Add Mesophilic A starter an stir in well. It can be purhased here:
MA Culture (MA 11) http://www.dairyconnection.com/cultures.htm
Allow the milk to ripen for 45 minutes.
Increase the temperature of the milk to 90°F. Add rennet to 4 ounces of cool distilled water. Add this mixture to the 90°F milk and stir gently.
Allow the milk to set at 90°F for 30 to 60 minutes or until the milk has set into a firm curd with a clean break. Using a long bladed stainless steel knife cut the curd into l/2 inch cubes. Let the curds set for 10 minutes.
Place the cheese pot into a second pot of 90°F water. Indirectly heat the curds to 100°F by increasing the temperature no faster than two degrees every five minutes. It should take 35-45 minutes to reach 100°F. Stir the curds gently but frequently during this cooking period to keep the curd pieces from matting together.
Maintain the curds at 100°F for an additional 30 minutes stirring every few minutes to keep the curd from matting. Then allow the curd to settle for five minutes.
Pour off the whey down to the level of the curd. Maintain a temperature of 100°F by placing the pot of curd into a water bath which is at 100°F. Allow the curds to set for 30 minutes stirring every five minutes to prevent matting.
Line a colander with cheesecloth and place it in a sink. Pour the curds and whey into the colander and allow to drain. Sprinkle one tablespoon of cheese salt over the curd and gently mix it into the curd.
Place the curds into the plastic cheese mold which is lined with cheesecloth. Pull up on the sides of the cloth to avoid any bunching of the cloth. After pouring all the curds into the mold, lay the excess length of cheesecloth evenly over the top of the curds. Place a suitable sized plate or saucer on top of the curd and set a one pound weight on top of the plate. A plastic 1 pint jar of water works well. Press the cheese for 15 minutes.
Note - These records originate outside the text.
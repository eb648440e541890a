use klara_assessment::error::AssessmentError;
use klara_assessment::questionnaire::Phase;
use klara_assessment::{Event, Questionnaire, Session, State};
use klara_core::models::question::QuestionBank;
use klara_core::models::severity::Severity;
use proptest::prelude::*;

const NO: usize = 0;
const YES: usize = 1;

fn step(q: &Questionnaire, session: &Session, event: Event) -> Session {
    q.transition(session, event).unwrap()
}

fn choose(q: &Questionnaire, session: &Session, option: usize) -> Session {
    let selected = step(q, session, Event::Select(option));
    step(q, &selected, Event::Advance)
}

fn answer_all(q: &Questionnaire, mut session: Session, options: &[usize]) -> Session {
    for &option in options {
        session = choose(q, &session, option);
    }
    session
}

fn clear_screening(q: &Questionnaire) -> Session {
    answer_all(q, q.start(), &[NO; 7])
}

#[test]
fn starts_on_first_screening_question() {
    let q = Questionnaire::dry_eye();
    let session = q.start();
    assert_eq!(session.state(), &State::Screening { cursor: 0 });
    assert_eq!(session.selection(), None);
    assert!(!q.can_advance(&session));
    assert!(!q.can_retreat(&session));

    let progress = q.progress(&session).unwrap();
    assert_eq!((progress.phase, progress.position, progress.total), (Phase::Screening, 1, 7));
}

#[test]
fn advance_without_selection_is_a_no_op() {
    let q = Questionnaire::dry_eye();
    let session = q.start();
    assert_eq!(step(&q, &session, Event::Advance), session);
}

#[test]
fn retreat_on_first_question_is_a_no_op() {
    let q = Questionnaire::dry_eye();
    let session = q.start();
    assert_eq!(step(&q, &session, Event::Retreat), session);
}

#[test]
fn selecting_missing_option_is_an_error() {
    let q = Questionnaire::dry_eye();
    let err = q.transition(&q.start(), Event::Select(2)).unwrap_err();
    match err {
        AssessmentError::OptionOutOfRange {
            question_id,
            index,
            option_count,
        } => {
            assert_eq!(question_id, "sudden_vision_loss");
            assert_eq!(index, 2);
            assert_eq!(option_count, 2);
        }
        other => panic!("unexpected error: {other}"),
    }
}

#[test]
fn clear_screening_moves_to_assessment() {
    let q = Questionnaire::dry_eye();
    let session = clear_screening(&q);
    assert_eq!(session.state(), &State::Assessment { cursor: 0 });
    assert_eq!(session.screening_answers().len(), 7);
    assert!(session.red_flags().is_empty());

    let progress = q.progress(&session).unwrap();
    assert_eq!((progress.phase, progress.position, progress.total), (Phase::Assessment, 1, 12));
}

#[test]
fn first_question_red_flag_ends_in_referral() {
    let q = Questionnaire::dry_eye();
    let mut options = vec![YES];
    options.extend([NO; 6]);
    let session = answer_all(&q, q.start(), &options);

    let first_prompt = q.bank().screening[0].prompt.clone();
    assert_eq!(
        session.state(),
        &State::Referral {
            red_flags: vec![first_prompt]
        }
    );
    assert_eq!(session.red_flags().len(), 1);
}

#[test]
fn red_flag_on_last_question_still_refers() {
    let q = Questionnaire::dry_eye();
    let mut options = vec![NO; 6];
    options.push(YES);
    let session = answer_all(&q, q.start(), &options);
    assert_eq!(session.state().phase(), Phase::Referral);
}

#[test]
fn revisiting_a_red_flag_question_records_it_once() {
    let q = Questionnaire::dry_eye();
    let session = choose(&q, &q.start(), YES);
    let session = step(&q, &session, Event::Retreat);
    assert_eq!(session.selection(), Some(YES));
    let session = step(&q, &session, Event::Advance);
    assert_eq!(session.red_flags().len(), 1);
}

#[test]
fn red_flag_survives_a_changed_answer() {
    let q = Questionnaire::dry_eye();
    let session = choose(&q, &q.start(), YES);
    let session = step(&q, &session, Event::Retreat);
    let session = answer_all(&q, session, &[NO; 7]);
    assert_eq!(session.state().phase(), Phase::Referral);
}

#[test]
fn retreat_restores_previous_answers_without_changing_them() {
    let q = Questionnaire::dry_eye();
    let session = answer_all(&q, q.start(), &[NO, YES]);
    let answers_before = session.screening_answers().clone();

    let back_once = step(&q, &session, Event::Retreat);
    assert_eq!(back_once.state(), &State::Screening { cursor: 1 });
    assert_eq!(back_once.selection(), Some(YES));

    let back_twice = step(&q, &back_once, Event::Retreat);
    assert_eq!(back_twice.state(), &State::Screening { cursor: 0 });
    assert_eq!(back_twice.selection(), Some(NO));
    assert_eq!(back_twice.screening_answers(), &answers_before);

    let forward = step(&q, &back_twice, Event::Advance);
    assert_eq!(forward.state(), &State::Screening { cursor: 1 });
    assert_eq!(forward.selection(), Some(YES));
    assert_eq!(forward.screening_answers(), &answers_before);
}

#[test]
fn retreat_from_first_clinical_question_returns_to_screening() {
    let q = Questionnaire::dry_eye();
    let session = clear_screening(&q);
    assert!(q.can_retreat(&session));

    let back = step(&q, &session, Event::Retreat);
    assert_eq!(back.state(), &State::Screening { cursor: 6 });
    assert_eq!(back.selection(), Some(NO));

    let again = step(&q, &back, Event::Advance);
    assert_eq!(again.state(), &State::Assessment { cursor: 0 });
}

#[test]
fn clinical_answers_survive_a_trip_back_into_screening() {
    let q = Questionnaire::dry_eye();
    let session = choose(&q, &clear_screening(&q), 3);
    let session = step(&q, &session, Event::Retreat);
    let session = step(&q, &session, Event::Retreat);
    assert_eq!(session.state().phase(), Phase::Screening);

    let session = step(&q, &session, Event::Advance);
    assert_eq!(session.state(), &State::Assessment { cursor: 0 });
    assert_eq!(session.selection(), Some(3));
}

#[test]
fn retake_clears_screening_after_referral() {
    let q = Questionnaire::dry_eye();
    let session = answer_all(&q, q.start(), &[YES; 7]);
    assert_eq!(session.red_flags().len(), 7);

    let retaken = step(&q, &session, Event::Retake);
    assert_eq!(retaken.state(), &State::Screening { cursor: 0 });
    assert!(retaken.screening_answers().is_empty());
    assert!(retaken.red_flags().is_empty());
    assert_eq!(retaken.selection(), None);

    let cleared = answer_all(&q, retaken, &[NO; 7]);
    assert_eq!(cleared.state(), &State::Assessment { cursor: 0 });
}

#[test]
fn retake_outside_referral_is_a_no_op() {
    let q = Questionnaire::dry_eye();
    let session = clear_screening(&q);
    assert_eq!(step(&q, &session, Event::Retake), session);
}

#[test]
fn terminal_states_ignore_navigation() {
    let q = Questionnaire::dry_eye();
    let referral = answer_all(&q, q.start(), &[YES; 7]);
    assert!(q.current_question(&referral).is_none());
    assert!(!q.can_retreat(&referral));
    for event in [Event::Select(0), Event::Advance, Event::Retreat] {
        assert_eq!(step(&q, &referral, event), referral);
    }
}

#[test]
fn all_lowest_answers_score_mild() {
    let q = Questionnaire::dry_eye();
    let session = answer_all(&q, clear_screening(&q), &[0; 12]);
    let result = session.result().unwrap();
    assert_eq!(result.total_score, 0);
    assert_eq!(result.deq5_score, 0);
    assert!(!result.deq5_positive);
    assert_eq!(result.risk_factor_count, 0);
    assert_eq!(result.severity, Severity::Mild);
}

#[test]
fn all_highest_answers_score_severe() {
    let q = Questionnaire::dry_eye();
    let session = answer_all(
        &q,
        clear_screening(&q),
        &[4, 3, 4, 3, 4, 3, 3, 2, 3, 2, 1, 2],
    );
    let result = session.result().unwrap();
    assert_eq!(result.total_score, 36);
    assert_eq!(result.deq5_score, 18);
    assert!(result.deq5_positive);
    assert_eq!(result.risk_factor_count, 4);
    assert_eq!(result.severity, Severity::Severe);
}

#[test]
fn risk_factors_escalate_a_moderate_deq5() {
    let q = Questionnaire::dry_eye();
    let session = answer_all(
        &q,
        clear_screening(&q),
        &[2, 1, 2, 1, 2, 3, 3, 2, 3, 2, 1, 2],
    );
    let result = session.result().unwrap();
    assert_eq!(result.deq5_score, 8);
    assert_eq!(result.total_score, 26);
    assert!(result.risk_factors.mgd);
    assert!(result.risk_factors.autoimmune);
    assert!(result.risk_factors.diabetes);
    assert!(result.risk_factors.tried_treatments);
    assert_eq!(result.severity, Severity::Severe);
}

#[test]
fn two_risk_factors_lift_a_quiet_questionnaire() {
    let q = Questionnaire::dry_eye();
    let session = answer_all(
        &q,
        clear_screening(&q),
        &[0, 0, 0, 0, 0, 3, 3, 2, 2, 0, 1, 0],
    );
    let result = session.result().unwrap();
    assert_eq!(result.total_score, 12);
    assert_eq!(result.risk_factor_count, 2);
    assert!(result.risk_factors.mgd);
    assert!(result.risk_factors.diabetes);
    assert_eq!(result.severity, Severity::Moderate);
}

#[test]
fn final_question_is_flagged() {
    let q = Questionnaire::dry_eye();
    let session = answer_all(&q, clear_screening(&q), &[0; 11]);
    assert!(q.is_final_question(&session));
    assert!(!q.is_final_question(&clear_screening(&q)));
}

#[test]
fn invalid_bank_is_rejected() {
    let bank = QuestionBank {
        screening: Vec::new(),
        clinical: Questionnaire::dry_eye().bank().clinical.clone(),
    };
    let err = Questionnaire::new(bank, Default::default()).unwrap_err();
    assert!(matches!(err, AssessmentError::InvalidBank(_)));
}

proptest! {
    #[test]
    fn any_red_flag_blocks_the_assessment(flags in prop::collection::vec(any::<bool>(), 7)) {
        let q = Questionnaire::dry_eye();
        let mut session = q.start();
        for (i, &flag) in flags.iter().enumerate() {
            session = choose(&q, &session, if flag { YES } else { NO });
            if i + 1 < flags.len() {
                prop_assert_eq!(session.state().phase(), Phase::Screening);
            }
        }
        let expected = if flags.iter().any(|f| *f) { Phase::Referral } else { Phase::Assessment };
        prop_assert_eq!(session.state().phase(), expected);
        prop_assert_eq!(session.red_flags().len(), flags.iter().filter(|f| **f).count());
    }
}

fn stored_session(state: &str) -> Session {
    serde_json::from_str(&format!(
        r#"{{"state":{state},"selection":0,"screening":[],"clinical":[],"red_flags":[]}}"#
    ))
    .unwrap()
}

#[test]
fn session_past_the_bank_is_rejected() {
    let q = Questionnaire::dry_eye();
    let session = stored_session(r#"{"state":"assessment","cursor":99}"#);

    for event in [Event::Advance, Event::Retreat, Event::Select(0)] {
        let err = q.transition(&session, event).unwrap_err();
        assert!(matches!(err, AssessmentError::InvalidSession(_)), "{event:?}");
    }
}

#[test]
fn session_from_a_longer_bank_is_rejected() {
    let mut bank = klara_assessment::bank::dry_eye().clone();
    bank.screening.truncate(1);
    let short = Questionnaire::new(bank, Default::default()).unwrap();

    let full = Questionnaire::dry_eye();
    let session = answer_all(&full, full.start(), &[NO; 3]);
    assert_eq!(session.state(), &State::Screening { cursor: 3 });

    let err = short.transition(&session, Event::Retreat).unwrap_err();
    assert!(matches!(err, AssessmentError::InvalidSession(_)));
}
Remove the cheese from the press and take it out of the cheesecloth. Place the cheesecloth back in the mold and return the cheese to the mold upside down. Fold the excess cheesecloth over the cheese and again put the plate on top of the cheese. Now press the cheese with 4 pound pressure for 12 hours This can be done with 1/2 gallon plastic jug of water.
Air dry the cheese for 1-3 days. Wax the cheese and store for aging at 40 to 50°F for at least three months. Turn the cheese over daily for the first month and several times a week there after.
Tried adding red, and green dried bell peppers and chopped pepperocini and smoked pepperoni.
If you would like the pepperoni recipe let me know. It was fermented and lightly smoked.